The court pointed out that Master McCloud made the order in the knowledge that the claimant could apply for relief from sanction at a later date where evidence could be given by the claimant in support of that application.
The court then went on to decide as to whether in this case there ought to be relief from sanction. The court said that there ought not to be. The conclusions reached by the court and given by the Master of the Rolls, Lord Dyson deliver a powerful message as to how matters will be dealt with in the post-Jackson era.

The court said:
“59. …The Master did not misdirect herself in any material respect or reach a conclusion which was not open to her. We acknowledge that it was a robust decision. She was, however, right to focus on the essential elements of the post-Jackson regime. The defaults by the claimant’s solicitors were not minor or trivial and there was no excuse for them….Although it seems harsh in the individual case of Mr. Mitchell’s claim, if we were to overturn the decision to refuse relief it is inevitable that the attempt to achieve a change in culture would receive a major setback.
60. …We hope that our decision will send out a clear message. If it does, we are confident in time, legal representatives will become more efficient and will routinely comply with rules, practice directions and orders. If this happens, then we would expect that satellite litigation of this kind, which is so expensive and damaging to the civil litigation system, will become a thing of the past.”

The message from the Court of Appeal could not have been clearer; post Jackson, comply with rules, practice directions and orders or else! The court has also taken a dim view of satellite litigation which has, in the past, taken up so much court time.
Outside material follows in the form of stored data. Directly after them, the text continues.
//! Machine-readable analytics summary written to `analytics_report.json`

use crate::core::aggregator::{
    PeakDay, ProductSales, RegionSales, SalesAnalytics, SalesStatistics, DEFAULT_TOP_N,
};
use crate::core::enricher::EnrichmentStats;
use crate::core::validator::FilterSummary;
use rust_decimal::Decimal;
use serde::{Serialize, Serializer};

#[derive(Debug, Clone, PartialEq, Serialize)]
pub struct DataValidation {
    pub total_input: usize,
    pub invalid_records: usize,
    pub valid_records: usize,
    pub filtered_by_region: usize,
    pub filtered_by_amount: usize,
    pub final_count: usize,
}

impl From<&FilterSummary> for DataValidation {
    fn from(summary: &FilterSummary) -> Self {
        DataValidation {
            total_input: summary.total_input,
            invalid_records: summary.invalid,
            valid_records: summary.valid,
            filtered_by_region: summary.filtered_by_region,
            filtered_by_amount: summary.filtered_by_amount,
            final_count: summary.final_count,
        }
    }
}

#[derive(Debug, Clone, PartialEq, Serialize)]
pub struct RegionEntry {
    #[serde(with = "rust_decimal::serde::float")]
    pub total_sales: Decimal,
    pub transaction_count: usize,
    #[serde(with = "rust_decimal::serde::float")]
    pub percentage: Decimal,
}

#[derive(Debug, Clone, PartialEq, Serialize)]
pub struct ProductEntry {
    pub name: String,
    pub quantity: i64,
    #[serde(with = "rust_decimal::serde::float")]
    pub revenue: Decimal,
}

#[derive(Debug, Clone, PartialEq, Serialize)]
pub struct CustomerEntry {
    pub id: String,
    #[serde(with = "rust_decimal::serde::float")]
    pub total_spent: Decimal,
    pub orders: usize,
}

#[derive(Debug, Clone, PartialEq, Serialize)]
pub struct PeakDayEntry {
    pub date: String,
    #[serde(with = "rust_decimal::serde::float")]
    pub revenue: Decimal,
    pub transactions: usize,
}

#[derive(Debug, Clone, PartialEq, Serialize)]
pub struct EnrichmentEntry {
    pub total_enriched: usize,
    pub matched: usize,
    #[serde(with = "rust_decimal::serde::float")]
    pub success_rate: Decimal,
}

/// Top-level JSON document
#[derive(Debug, Clone, PartialEq, Serialize)]
pub struct AnalyticsSummary {
    pub timestamp: String,
    pub data_validation: DataValidation,
    pub statistics: Option<SalesStatistics>,
    /// Object keyed by region, in ranking order
    #[serde(serialize_with = "ordered_map")]
    pub sales_by_region: Vec<(String, RegionEntry)>,
    pub top_5_products: Vec<ProductEntry>,
    pub top_5_customers: Vec<CustomerEntry>,
    pub peak_sales_day: Option<PeakDayEntry>,
    pub low_performers_count: usize,
    pub api_enrichment: EnrichmentEntry,
}

fn ordered_map<S: Serializer>(
    entries: &[(String, RegionEntry)],
    serializer: S,
) -> Result<S::Ok, S::Error> {
    serializer.collect_map(entries.iter().map(|(region, entry)| (region, entry)))
}

impl From<&RegionSales> for RegionEntry {
    fn from(region: &RegionSales) -> Self {
        RegionEntry {
            total_sales: region.total_sales,
            transaction_count: region.transaction_count,
            percentage: region.percentage,
        }
    }
}

impl From<&ProductSales> for ProductEntry {
    fn from(product: &ProductSales) -> Self {
        ProductEntry {
            name: product.product_name.clone(),
            quantity: product.total_quantity,
            revenue: product.total_revenue,
        }
    }
}

impl From<&PeakDay> for PeakDayEntry {
    fn from(peak: &PeakDay) -> Self {
        PeakDayEntry {
            date: peak.date.clone(),
            revenue: peak.revenue,
            transactions: peak.transaction_count,
        }
    }
}

impl AnalyticsSummary {
    pub fn build(
        validation: &FilterSummary,
        analytics: &SalesAnalytics,
        enrichment: &EnrichmentStats,
        timestamp: impl Into<String>,
    ) -> Self {
        AnalyticsSummary {
            timestamp: timestamp.into(),
            data_validation: validation.into(),
            statistics: analytics.statistics.clone(),
            sales_by_region: analytics
                .regions
                .iter()
                .map(|r| (r.region.clone(), r.into()))
                .collect(),
            top_5_products: analytics
                .top_products
                .iter()
                .take(DEFAULT_TOP_N)
                .map(ProductEntry::from)
                .collect(),
            top_5_customers: analytics
                .customers
                .iter()
                .take(DEFAULT_TOP_N)
                .map(|c| CustomerEntry {
                    id: c.customer_id.clone(),
                    total_spent: c.total_spent,
                    orders: c.purchase_count,
                })
                .collect(),
            peak_sales_day: analytics.peak_day.as_ref().map(PeakDayEntry::from),
            low_performers_count: analytics.low_performers.len(),
            api_enrichment: EnrichmentEntry {
                total_enriched: enrichment.total,
                matched: enrichment.matched,
                success_rate: enrichment.success_rate,
            },
        }
    }
}

#[cfg(test)]
mod tests {
    use super::*;
    use crate::core::aggregator::AggregationOptions;
    use crate::core::enricher::enrich_transactions;
    use crate::core::parser::parse_transactions;
    use crate::core::validator::{validate_and_filter, TransactionFilter};
    use crate::types::ProductLookup;
    use serde_json::{json, Value};

    fn summary(lines: &[&str]) -> AnalyticsSummary {
        let parsed = parse_transactions(lines);
        let outcome = validate_and_filter(&parsed, &TransactionFilter::none());
        let analytics =
            SalesAnalytics::compute(&outcome.transactions, &AggregationOptions::default());
        let enriched = enrich_transactions(&outcome.transactions, &ProductLookup::default());
        AnalyticsSummary::build(
            &outcome.summary,
            &analytics,
            &EnrichmentStats::from_enriched(&enriched),
            "2024-02-01T09:30:00",
        )
    }

    fn summary_json(lines: &[&str]) -> Value {
        serde_json::to_value(summary(lines)).unwrap()
    }

    const SAMPLE: [&str; 6] = [
        "T001|2024-01-05|P101|Widget|10|25.50|C001|North",
        "T002|2024-01-05|P102|Gadget|2|10.00|C002|South",
        "T003|2024-01-06|P103|Gizmo|1|500.00|C003|North",
        "T004|2024-01-04|P102|Gadget|4|10.00|C001|East",
        "T005|2024-01-06|P101|Widget|5|25.50|C002|South",
        "X006|2024-01-06|P101|Widget|5|25.50|C002|South",
    ];

    #[test]
    fn test_summary_validation_block() {
        let value = summary_json(&SAMPLE);
        assert_eq!(
            value["data_validation"],
            json!({
                "total_input": 6,
                "invalid_records": 1,
                "valid_records": 5,
                "filtered_by_region": 0,
                "filtered_by_amount": 0,
                "final_count": 5,
            })
        );
        assert_eq!(value["timestamp"], "2024-02-01T09:30:00");
    }

    #[test]
    fn test_summary_regions_keep_ranking_order() {
        let text = serde_json::to_string(&summary(&SAMPLE)).unwrap();
        let north = text.find("North").unwrap();
        let south = text.find("South").unwrap();
        let east = text.find("East").unwrap();
        assert!(north < south && south < east);

        let value = summary_json(&SAMPLE);
        assert_eq!(value["sales_by_region"]["North"]["total_sales"], 755.0);
        let share = value["sales_by_region"]["North"]["percentage"].as_f64().unwrap();
        assert!((share - 80.11).abs() < 1e-9);
    }

    #[test]
    fn test_summary_rankings_and_peak() {
        let value = summary_json(&SAMPLE);

        assert_eq!(
            value["top_5_products"][0],
            json!({"name": "Widget", "quantity": 15, "revenue": 382.5})
        );
        assert_eq!(
            value["top_5_customers"][0],
            json!({"id": "C003", "total_spent": 500.0, "orders": 1})
        );
        assert_eq!(
            value["peak_sales_day"],
            json!({"date": "2024-01-06", "revenue": 627.5, "transactions": 2})
        );
        assert_eq!(value["low_performers_count"], 2);
        assert_eq!(
            value["api_enrichment"],
            json!({"total_enriched": 5, "matched": 0, "success_rate": 0.0})
        );
    }

    #[test]
    fn test_summary_empty_set_has_null_views() {
        let value = summary_json(&["X001|2024-01-05|P101|Widget|1|1.00|C001|North"]);

        assert_eq!(value["statistics"], Value::Null);
        assert_eq!(value["peak_sales_day"], Value::Null);
        assert_eq!(value["sales_by_region"], json!({}));
        assert_eq!(value["top_5_products"], json!([]));
    }
}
The Court of Appeal is due to hear further appeals next month on the consequences of non-compliance with case management directions: on the face of this decision it would appear to be clear that the court will be taking a strict approach.

Whilst it may be argued that in certain individual cases this may lead to injustice, we now have clarity on the approach that courts ought to take and that satellite litigation will be viewed with distaste.